One of the things I like to do in my real job is to figure out how people consume information vs. how we -- the media -- give it to people. The two are quite often not the same. Surely the recent decline of the newspaper industry has told us that.
In the '80s, I used to preach the downfall of commercial radio news to various broadcast groups with the theme, "who killed radio news? Radio newspeople." Since I was speaking to radio newspeople, that usually didn't go over big. And I'd love to tell them all "I told you so," except they're, you know, extinct. I imagine 20 years from now, nobody will be able to gloat to a polar bear, "you know, you probably shouldn't have gotten use to living on an ice flow." But I digress.
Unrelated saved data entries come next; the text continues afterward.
//! HTML parser for extracting anchor links
//!
//! Only `<a href>` targets are collected. Resolution against the base URI
//! happens later, in the worker, so that malformed hrefs can be dropped one
//! at a time.

use scraper::{Html, Selector};
use url::Url;

/// Anchor hrefs found in a document and the URI they are relative to
#[derive(Debug, Clone, PartialEq, Eq)]
pub struct ParsedLinks {
    /// `<base href>` if present and resolvable, otherwise the page URL
    pub base_uri: String,

    /// Raw href values in document order
    pub hrefs: Vec<String>,
}

/// Parses HTML content and extracts anchor hrefs
///
/// # Arguments
///
/// * `html` - The HTML content to parse
/// * `page_url` - The URL the document was served from
///
/// # Example
///
/// ```
/// use polite_frontier::crawler::parse_links;
///
/// let html = r#"<html><body><a href="/page">Link</a></body></html>"#;
/// let parsed = parse_links(html, "http://example.com/");
/// assert_eq!(parsed.hrefs, vec!["/page"]);
/// assert_eq!(parsed.base_uri, "http://example.com/");
/// ```
pub fn parse_links(html: &str, page_url: &str) -> ParsedLinks {
    let document = Html::parse_document(html);

    ParsedLinks {
        base_uri: base_uri(&document, page_url),
        hrefs: extract_hrefs(&document),
    }
}

fn extract_hrefs(document: &Html) -> Vec<String> {
    let Ok(selector) = Selector::parse("a[href]") else {
        return Vec::new();
    };

    document
        .select(&selector)
        .filter_map(|element| element.value().attr("href"))
        .map(|href| href.trim().to_string())
        .filter(|href| !href.is_empty())
        .collect()
}

fn base_uri(document: &Html, page_url: &str) -> String {
    let declared = Selector::parse("base[href]").ok().and_then(|selector| {
        document
            .select(&selector)
            .next()
            .and_then(|element| element.value().attr("href"))
            .map(|href| href.trim().to_string())
    });

    let Some(declared) = declared else {
        return page_url.to_string();
    };

    // A relative <base> is itself resolved against the page URL
    match Url::parse(&declared) {
        Ok(absolute) => absolute.to_string(),
        Err(_) => Url::parse(page_url)
            .and_then(|page| page.join(&declared))
            .map(|joined| joined.to_string())
            .unwrap_or_else(|_| page_url.to_string()),
    }
}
If you want to see people roll their eyes in a newsroom, propose this idea: Fantasy Legislature. It's based on the same principle as fantasy baseball and fantasy football. People build teams of real legislators and earn points from what they really do.
This was tried last year with Fantasy Congress, but I didn't really like the interface. And it also allowed people in the same league to "own" the same lawmaker. That's dumb. Plus it doesn't do what I think Fantasy Legislature could do. And that is, give people actual news content, but in the form of a game, because that's how people are consuming information now and the age of radio newscasts pontificating and pronouncing as if it was a tablet from Moses is over. (Shhhhhhh!)
I think it was a good idea. Newspeople didn't much care for it, but that's only because part of a newsroom's nature is to chisel tablets. But the farther you go from the core of the newsroom... the more enthusiasm within my core media company developed. That should tell us all something.
Maybe that's changing, because apparently the idea has gotten some notice.